Gather every line below where "only" appears.

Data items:
################

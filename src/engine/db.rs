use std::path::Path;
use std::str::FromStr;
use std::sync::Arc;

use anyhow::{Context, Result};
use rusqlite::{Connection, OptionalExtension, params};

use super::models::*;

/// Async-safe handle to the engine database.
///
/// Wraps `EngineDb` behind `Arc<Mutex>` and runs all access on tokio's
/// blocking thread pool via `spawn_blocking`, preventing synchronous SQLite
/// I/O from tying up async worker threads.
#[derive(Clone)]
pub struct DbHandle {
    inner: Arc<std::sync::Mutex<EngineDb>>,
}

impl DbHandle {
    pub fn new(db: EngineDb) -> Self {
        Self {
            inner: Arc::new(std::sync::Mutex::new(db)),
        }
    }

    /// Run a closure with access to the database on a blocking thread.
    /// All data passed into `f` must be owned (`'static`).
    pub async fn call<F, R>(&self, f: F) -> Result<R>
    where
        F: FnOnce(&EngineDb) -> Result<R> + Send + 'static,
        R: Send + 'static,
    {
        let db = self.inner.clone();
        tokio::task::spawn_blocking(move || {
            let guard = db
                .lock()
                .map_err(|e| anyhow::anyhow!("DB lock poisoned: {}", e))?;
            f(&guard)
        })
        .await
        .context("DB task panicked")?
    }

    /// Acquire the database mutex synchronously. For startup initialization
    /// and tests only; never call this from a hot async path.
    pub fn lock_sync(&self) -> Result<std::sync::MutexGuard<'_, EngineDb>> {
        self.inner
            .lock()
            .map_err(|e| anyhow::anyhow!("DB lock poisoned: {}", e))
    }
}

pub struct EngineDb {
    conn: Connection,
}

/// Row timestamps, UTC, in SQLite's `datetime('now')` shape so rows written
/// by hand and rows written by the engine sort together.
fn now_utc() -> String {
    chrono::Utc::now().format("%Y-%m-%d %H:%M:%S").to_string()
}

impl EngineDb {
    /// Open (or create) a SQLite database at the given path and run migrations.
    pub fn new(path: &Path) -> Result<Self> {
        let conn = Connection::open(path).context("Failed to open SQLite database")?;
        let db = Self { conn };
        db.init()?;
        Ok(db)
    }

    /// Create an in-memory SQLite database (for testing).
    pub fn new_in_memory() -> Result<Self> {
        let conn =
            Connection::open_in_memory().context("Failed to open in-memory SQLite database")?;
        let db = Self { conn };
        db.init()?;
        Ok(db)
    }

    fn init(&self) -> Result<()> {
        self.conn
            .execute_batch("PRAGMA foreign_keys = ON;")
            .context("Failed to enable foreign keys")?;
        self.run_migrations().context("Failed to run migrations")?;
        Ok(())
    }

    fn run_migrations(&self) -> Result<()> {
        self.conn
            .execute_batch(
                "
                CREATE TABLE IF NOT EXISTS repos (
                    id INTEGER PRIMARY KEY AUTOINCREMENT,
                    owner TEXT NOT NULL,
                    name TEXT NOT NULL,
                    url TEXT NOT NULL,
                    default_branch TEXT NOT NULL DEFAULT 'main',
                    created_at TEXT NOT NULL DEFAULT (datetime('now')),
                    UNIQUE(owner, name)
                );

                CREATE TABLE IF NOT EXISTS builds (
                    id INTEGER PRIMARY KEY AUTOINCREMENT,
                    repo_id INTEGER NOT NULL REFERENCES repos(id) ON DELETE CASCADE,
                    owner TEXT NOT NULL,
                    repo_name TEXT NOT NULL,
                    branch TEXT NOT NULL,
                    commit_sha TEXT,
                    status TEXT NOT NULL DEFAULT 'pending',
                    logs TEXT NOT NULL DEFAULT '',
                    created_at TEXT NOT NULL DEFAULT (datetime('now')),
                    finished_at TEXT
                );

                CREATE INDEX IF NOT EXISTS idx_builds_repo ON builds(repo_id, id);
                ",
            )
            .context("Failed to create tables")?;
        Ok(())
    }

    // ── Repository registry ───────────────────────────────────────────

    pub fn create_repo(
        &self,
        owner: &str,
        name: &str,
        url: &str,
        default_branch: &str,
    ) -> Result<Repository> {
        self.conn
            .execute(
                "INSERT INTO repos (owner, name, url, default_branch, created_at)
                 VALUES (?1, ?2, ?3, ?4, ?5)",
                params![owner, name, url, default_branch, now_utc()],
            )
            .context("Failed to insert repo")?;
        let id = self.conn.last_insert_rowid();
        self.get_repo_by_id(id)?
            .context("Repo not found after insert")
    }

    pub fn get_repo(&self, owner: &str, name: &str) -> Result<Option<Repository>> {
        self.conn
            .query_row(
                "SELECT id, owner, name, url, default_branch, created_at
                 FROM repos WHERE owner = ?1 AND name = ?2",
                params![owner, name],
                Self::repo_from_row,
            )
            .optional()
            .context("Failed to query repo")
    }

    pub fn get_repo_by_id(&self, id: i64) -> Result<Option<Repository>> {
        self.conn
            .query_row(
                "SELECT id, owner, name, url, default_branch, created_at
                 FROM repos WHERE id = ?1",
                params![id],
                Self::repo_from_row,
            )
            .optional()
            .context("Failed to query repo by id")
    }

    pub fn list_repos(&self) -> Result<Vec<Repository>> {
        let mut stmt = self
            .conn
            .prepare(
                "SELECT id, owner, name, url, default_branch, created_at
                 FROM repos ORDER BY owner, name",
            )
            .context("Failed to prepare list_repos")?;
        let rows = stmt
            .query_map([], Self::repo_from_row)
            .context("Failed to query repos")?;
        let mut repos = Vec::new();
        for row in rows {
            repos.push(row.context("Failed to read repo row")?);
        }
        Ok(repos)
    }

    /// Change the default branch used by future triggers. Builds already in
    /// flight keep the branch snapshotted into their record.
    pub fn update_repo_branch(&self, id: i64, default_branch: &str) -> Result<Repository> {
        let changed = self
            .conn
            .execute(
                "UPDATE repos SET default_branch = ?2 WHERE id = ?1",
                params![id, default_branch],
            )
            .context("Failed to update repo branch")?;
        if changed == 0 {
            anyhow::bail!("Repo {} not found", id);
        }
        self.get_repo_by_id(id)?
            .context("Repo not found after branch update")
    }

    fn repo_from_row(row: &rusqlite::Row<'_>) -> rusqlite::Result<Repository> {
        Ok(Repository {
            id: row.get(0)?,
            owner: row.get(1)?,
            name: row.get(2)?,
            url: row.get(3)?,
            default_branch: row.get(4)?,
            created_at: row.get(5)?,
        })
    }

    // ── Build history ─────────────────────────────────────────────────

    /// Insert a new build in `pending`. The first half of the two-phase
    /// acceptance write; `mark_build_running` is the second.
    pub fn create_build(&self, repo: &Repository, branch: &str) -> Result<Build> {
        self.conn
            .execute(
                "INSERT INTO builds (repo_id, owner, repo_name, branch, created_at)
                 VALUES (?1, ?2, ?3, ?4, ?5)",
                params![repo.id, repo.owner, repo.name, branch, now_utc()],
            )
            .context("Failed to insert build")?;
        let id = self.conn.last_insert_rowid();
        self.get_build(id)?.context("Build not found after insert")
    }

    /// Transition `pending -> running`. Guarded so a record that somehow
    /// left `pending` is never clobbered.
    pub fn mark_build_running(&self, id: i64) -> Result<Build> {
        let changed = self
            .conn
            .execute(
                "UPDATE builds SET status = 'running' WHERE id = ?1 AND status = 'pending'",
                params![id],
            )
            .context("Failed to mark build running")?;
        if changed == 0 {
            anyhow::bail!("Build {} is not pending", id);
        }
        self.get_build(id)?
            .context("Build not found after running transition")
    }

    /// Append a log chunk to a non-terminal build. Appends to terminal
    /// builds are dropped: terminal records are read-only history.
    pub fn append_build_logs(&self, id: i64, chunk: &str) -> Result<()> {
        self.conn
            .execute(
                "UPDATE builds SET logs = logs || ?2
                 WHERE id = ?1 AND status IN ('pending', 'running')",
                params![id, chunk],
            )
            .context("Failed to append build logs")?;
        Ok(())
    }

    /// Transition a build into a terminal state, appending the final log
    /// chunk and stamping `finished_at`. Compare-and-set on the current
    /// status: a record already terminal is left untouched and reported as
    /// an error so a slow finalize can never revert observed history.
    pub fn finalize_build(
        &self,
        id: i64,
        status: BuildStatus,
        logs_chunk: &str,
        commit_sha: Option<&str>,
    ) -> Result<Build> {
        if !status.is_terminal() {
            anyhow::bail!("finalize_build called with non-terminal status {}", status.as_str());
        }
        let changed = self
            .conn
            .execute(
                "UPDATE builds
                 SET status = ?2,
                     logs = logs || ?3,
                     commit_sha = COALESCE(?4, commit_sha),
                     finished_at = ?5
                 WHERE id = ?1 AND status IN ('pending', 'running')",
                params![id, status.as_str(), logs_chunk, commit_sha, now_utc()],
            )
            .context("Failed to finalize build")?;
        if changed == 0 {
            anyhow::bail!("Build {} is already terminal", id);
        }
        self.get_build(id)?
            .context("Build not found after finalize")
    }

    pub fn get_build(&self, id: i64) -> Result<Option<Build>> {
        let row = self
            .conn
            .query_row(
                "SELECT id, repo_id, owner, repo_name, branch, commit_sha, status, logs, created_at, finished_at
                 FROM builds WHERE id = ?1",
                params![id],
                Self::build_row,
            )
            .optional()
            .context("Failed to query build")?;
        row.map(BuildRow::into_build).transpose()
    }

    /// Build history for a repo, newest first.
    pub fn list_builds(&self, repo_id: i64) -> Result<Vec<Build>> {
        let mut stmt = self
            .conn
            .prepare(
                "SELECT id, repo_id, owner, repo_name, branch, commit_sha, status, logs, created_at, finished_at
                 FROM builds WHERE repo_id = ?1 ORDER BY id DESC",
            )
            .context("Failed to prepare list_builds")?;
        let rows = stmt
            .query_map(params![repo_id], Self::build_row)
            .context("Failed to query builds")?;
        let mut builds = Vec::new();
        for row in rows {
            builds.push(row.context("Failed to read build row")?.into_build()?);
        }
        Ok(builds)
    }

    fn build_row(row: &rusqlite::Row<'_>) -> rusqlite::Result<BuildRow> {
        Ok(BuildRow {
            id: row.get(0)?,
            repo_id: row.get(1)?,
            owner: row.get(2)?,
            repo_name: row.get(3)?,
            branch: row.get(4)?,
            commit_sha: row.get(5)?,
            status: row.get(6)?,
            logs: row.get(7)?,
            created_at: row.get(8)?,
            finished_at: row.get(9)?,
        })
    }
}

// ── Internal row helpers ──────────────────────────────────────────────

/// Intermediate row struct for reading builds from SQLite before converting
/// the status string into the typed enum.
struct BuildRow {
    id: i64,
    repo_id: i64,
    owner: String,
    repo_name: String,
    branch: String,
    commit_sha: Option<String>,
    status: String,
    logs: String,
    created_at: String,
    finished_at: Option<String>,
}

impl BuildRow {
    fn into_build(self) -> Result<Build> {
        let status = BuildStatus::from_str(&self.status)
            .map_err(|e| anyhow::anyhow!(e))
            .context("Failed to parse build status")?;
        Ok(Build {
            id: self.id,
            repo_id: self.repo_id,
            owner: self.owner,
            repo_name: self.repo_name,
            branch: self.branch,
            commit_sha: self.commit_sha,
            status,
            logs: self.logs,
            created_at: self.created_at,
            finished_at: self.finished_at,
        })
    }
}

################

- _SOLUTION TO THIS EXERCISE_:
    /// and tests only; never call this from a hot async path.
    /// builds are dropped: terminal records are read-only history.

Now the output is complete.